## The task
Please indicate the number of lines in the listing below that include the string "ProbeRegistry"; add nothing else.

=== Section Start ===

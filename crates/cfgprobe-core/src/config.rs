//! Engine tuning and invoker overrides.

use std::collections::{BTreeMap, HashMap};
use std::time::Duration;

use crate::capability::ResolvedValue;
use crate::error::{ConfigureError, Result};
use crate::registry::ProbeRegistry;

/// Engine configuration.
#[derive(Debug, Clone)]
pub struct EngineConfig {
    /// Maximum number of probes in flight.
    pub jobs: usize,
    /// Upper bound on a single probe, including every trial step.
    pub probe_timeout: Duration,
    /// Fraction of probed core capabilities that may be indeterminate
    /// before the run is refused.
    pub max_indeterminate_ratio: f64,
    /// Hash the compiler banner into the record.
    pub fingerprint: bool,
}

impl Default for EngineConfig {
    fn default() -> Self {
        Self {
            jobs: std::thread::available_parallelism()
                .map(|n| n.get())
                .unwrap_or(1),
            probe_timeout: Duration::from_secs(120),
            max_indeterminate_ratio: 0.5,
            fingerprint: true,
        }
    }
}

impl EngineConfig {
    pub fn with_jobs(mut self, jobs: usize) -> Self {
        self.jobs = jobs.max(1);
        self
    }

    pub fn with_probe_timeout(mut self, timeout: Duration) -> Self {
        self.probe_timeout = timeout;
        self
    }

    pub fn with_max_indeterminate_ratio(mut self, ratio: f64) -> Self {
        self.max_indeterminate_ratio = ratio.clamp(0.0, 1.0);
        self
    }

    pub fn without_fingerprint(mut self) -> Self {
        self.fingerprint = false;
        self
    }
}

/// Forced values keyed by capability name, as raw strings.
///
/// Values are interpreted against the capability's kind only once the
/// registry is known, in [`Overrides::resolve`].
#[derive(Debug, Clone, Default, PartialEq, Eq)]
pub struct Overrides {
    values: BTreeMap<String, String>,
}

impl Overrides {
    pub fn new() -> Self {
        Self::default()
    }

    pub fn set(mut self, name: impl Into<String>, value: impl Into<String>) -> Self {
        self.values.insert(name.into(), value.into());
        self
    }

    /// Parse `NAME=VALUE`; a bare `NAME` means `NAME=1`.
    pub fn parse_assignment(assignment: &str) -> Result<(String, String)> {
        let (name, value) = match assignment.split_once('=') {
            Some((name, value)) => (name.trim(), value.trim()),
            None => (assignment.trim(), "1"),
        };
        if name.is_empty() {
            return Err(ConfigureError::InvalidOverride {
                name: String::new(),
                value: value.to_string(),
                reason: "missing capability name".to_string(),
            });
        }
        Ok((name.to_string(), value.to_string()))
    }

    /// Later assignments to the same name win.
    pub fn from_assignments<I, S>(assignments: I) -> Result<Self>
    where
        I: IntoIterator<Item = S>,
        S: AsRef<str>,
    {
        let mut values = BTreeMap::new();
        for assignment in assignments {
            let (name, value) = Self::parse_assignment(assignment.as_ref())?;
            values.insert(name, value);
        }
        Ok(Self { values })
    }

    pub fn is_empty(&self) -> bool {
        self.values.is_empty()
    }

    pub fn len(&self) -> usize {
        self.values.len()
    }

    pub fn iter(&self) -> impl Iterator<Item = (&str, &str)> {
        self.values.iter().map(|(k, v)| (k.as_str(), v.as_str()))
    }

    /// Type every override against `registry`.
    pub fn resolve(&self, registry: &ProbeRegistry) -> Result<HashMap<String, ResolvedValue>> {
        self.values
            .iter()
            .map(|(name, raw)| {
                let capability =
                    registry
                        .get(name)
                        .ok_or_else(|| ConfigureError::UnknownOverride {
                            name: name.clone(),
                        })?;
                let value = ResolvedValue::parse_for(capability.kind, raw).ok_or_else(|| {
                    ConfigureError::InvalidOverride {
                        name: name.clone(),
                        value: raw.clone(),
                        reason: format!("not a valid {} value", capability.kind),
                    }
                })?;
                Ok((name.clone(), value))
            })
            .collect()
    }
}
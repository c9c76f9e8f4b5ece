//! TOML capability catalogs.
//!
//! ```toml
//! [package]
//! name = "libsframe"
//! version = "BFD_VERSION"
//!
//! [[capability]]
//! kind = "header"
//! subject = "byteswap.h"
//!
//! [[capability]]
//! kind = "declaration"
//! subject = "bswap_16"
//! includes = ["byteswap.h"]
//! requires = ["HAVE_BYTESWAP_H"]
//! ```
//!
//! Names are derived from kind and subject when omitted; `behavioral`,
//! `integer` and `define` entries must name themselves unless a subject
//! is given. Declaration order in the file is the emission order.

use std::path::Path;

use serde::Deserialize;

use crate::capability::{macro_name, Capability, CapabilityKind, ResolvedValue};
use crate::error::{ConfigureError, Result};
use crate::record::PackageMetadata;
use crate::registry::ProbeRegistry;

/// A parsed catalog file.
#[derive(Debug, Clone, Deserialize)]
#[serde(deny_unknown_fields)]
pub struct Catalog {
    pub package: PackageMetadata,
    #[serde(default, rename = "capability")]
    pub capabilities: Vec<CatalogEntry>,
}

/// Scalar as written in TOML.
#[derive(Debug, Clone, PartialEq, Eq, Deserialize)]
#[serde(untagged)]
pub enum CatalogValue {
    Bool(bool),
    Integer(i64),
    Text(String),
}

impl From<CatalogValue> for ResolvedValue {
    fn from(value: CatalogValue) -> Self {
        match value {
            CatalogValue::Bool(b) => ResolvedValue::Flag(b),
            CatalogValue::Integer(v) => ResolvedValue::Integer(v),
            CatalogValue::Text(s) => ResolvedValue::Text(s),
        }
    }
}

/// One `[[capability]]` table.
#[derive(Debug, Clone, Deserialize)]
#[serde(deny_unknown_fields)]
pub struct CatalogEntry {
    #[serde(default)]
    pub name: Option<String>,
    pub kind: CapabilityKind,
    #[serde(default)]
    pub subject: Option<String>,
    #[serde(default)]
    pub includes: Vec<String>,
    #[serde(default)]
    pub program: Option<String>,
    #[serde(default)]
    pub requires: Vec<String>,
    #[serde(default)]
    pub default: Option<CatalogValue>,
    /// Declared value of a `define`; omitted means "leave undefined".
    #[serde(default)]
    pub value: Option<CatalogValue>,
    #[serde(default)]
    pub description: Option<String>,
    #[serde(default)]
    pub guarded: bool,
    #[serde(default)]
    pub core: Option<bool>,
}

impl CatalogEntry {
    fn into_capability(self, position: usize) -> Result<Capability> {
        let subject = self.subject.unwrap_or_default();
        let missing = |what: &str| {
            ConfigureError::Catalog(format!(
                "capability #{} ({}) needs a {}",
                position + 1,
                self.kind,
                what
            ))
        };

        let mut capability = match self.kind {
            CapabilityKind::Header if !subject.is_empty() => Capability::header(&subject),
            CapabilityKind::Function if !subject.is_empty() => Capability::function(&subject),
            CapabilityKind::Declaration if !subject.is_empty() => {
                Capability::declaration(&subject)
            }
            CapabilityKind::Header | CapabilityKind::Function | CapabilityKind::Declaration => {
                return Err(missing("subject"))
            }
            CapabilityKind::Behavioral => {
                let name = match (&self.name, subject.is_empty()) {
                    (Some(name), _) => name.clone(),
                    (None, false) => macro_name("HAVE", &subject),
                    (None, true) => return Err(missing("name or subject")),
                };
                Capability::behavioral(name, self.program.clone().unwrap_or_default())
                    .with_subject(subject)
            }
            CapabilityKind::Integer => {
                let name = self.name.clone().ok_or_else(|| missing("name"))?;
                Capability::integer(name, subject)
            }
            CapabilityKind::Define => {
                let name = self.name.clone().ok_or_else(|| missing("name"))?;
                let value = self
                    .value
                    .clone()
                    .map(ResolvedValue::from)
                    .unwrap_or(ResolvedValue::Undefined);
                Capability::define(name, value)
            }
        };

        if let Some(name) = self.name {
            capability = capability.named(name);
        }
        capability = capability.with_includes(self.includes);
        for dependency in self.requires {
            capability = capability.depends_on(dependency);
        }
        if let Some(default) = self.default {
            capability = capability.with_default(default.into());
        }
        if let Some(description) = self.description {
            capability = capability.with_description(description);
        }
        if self.guarded {
            capability = capability.guarded();
        }
        if self.core == Some(false) {
            capability = capability.non_core();
        }
        Ok(capability)
    }
}

impl Catalog {
    pub fn from_toml_str(s: &str) -> Result<Self> {
        Ok(toml::from_str(s)?)
    }

    pub fn load(path: &Path) -> Result<Self> {
        let text = std::fs::read_to_string(path).map_err(|e| {
            ConfigureError::Catalog(format!("cannot read {}: {}", path.display(), e))
        })?;
        Self::from_toml_str(&text)
    }

    /// Package metadata with a derived tarname filled in.
    pub fn package(&self) -> PackageMetadata {
        self.package.clone().normalized()
    }

    /// Build a registry in file order.
    pub fn registry(&self) -> Result<ProbeRegistry> {
        let mut registry = ProbeRegistry::new();
        for (position, entry) in self.capabilities.iter().cloned().enumerate() {
            registry.register(entry.into_capability(position)?)?;
        }
        Ok(registry)
    }
}
//! Log output for the `cfgprobe` command.
//!
//! Probe and run events (see [`crate::obs`]) go to stderr, leaving stdout
//! to the run summary. The filter comes from `CFGPROBE_LOG`, then
//! `RUST_LOG`, then the verbosity chosen on the command line.

use tracing::Level;
use tracing_subscriber::layer::SubscriberExt;
use tracing_subscriber::util::SubscriberInitExt;
use tracing_subscriber::{fmt, EnvFilter};

/// Environment variable holding a filter directive for cfgprobe alone.
pub const LOG_ENV: &str = "CFGPROBE_LOG";

/// Pick the filter directive: `CFGPROBE_LOG`, `RUST_LOG`, else `fallback`.
fn filter_directive(
    cfgprobe_log: Option<String>,
    rust_log: Option<String>,
    fallback: Level,
) -> String {
    [cfgprobe_log, rust_log]
        .into_iter()
        .flatten()
        .map(|d| d.trim().to_string())
        .find(|d| !d.is_empty())
        .unwrap_or_else(|| fallback.as_str().to_lowercase())
}

/// Install the process-wide subscriber. Only the first call has an effect.
///
/// With `json` set, each event is one JSON object per line, which is how
/// CI wrappers consume `probe.evaluated` and `run.finished`.
pub fn init_tracing(json: bool, level: Level) {
    let directive = filter_directive(
        std::env::var(LOG_ENV).ok(),
        std::env::var("RUST_LOG").ok(),
        level,
    );
    let filter = EnvFilter::try_new(&directive).unwrap_or_else(|_| EnvFilter::new(level.as_str()));

    let json_layer = json.then(|| {
        fmt::layer()
            .json()
            .with_current_span(true)
            .with_writer(std::io::stderr)
    });
    let text_layer = (!json).then(|| {
        fmt::layer()
            .compact()
            .with_target(false)
            .with_writer(std::io::stderr)
    });

    let _ = tracing_subscriber::registry()
        .with(filter)
        .with(json_layer)
        .with(text_layer)
        .try_init();
}

#[cfg(test)]
mod tests {
    use super::*;

    #[test]
    fn test_cfgprobe_log_wins_over_rust_log() {
        let directive = filter_directive(
            Some("cfgprobe_core=trace".into()),
            Some("warn".into()),
            Level::INFO,
        );
        assert_eq!(directive, "cfgprobe_core=trace");
    }

    #[test]
    fn test_blank_variables_fall_back_to_level() {
        let directive = filter_directive(Some("  ".into()), None, Level::DEBUG);
        assert_eq!(directive, "debug");
    }

    #[test]
    fn test_rust_log_used_when_cfgprobe_log_unset() {
        assert_eq!(filter_directive(None, Some("error".into()), Level::INFO), "error");
    }
}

=== Section End ===

## Solved exercise
5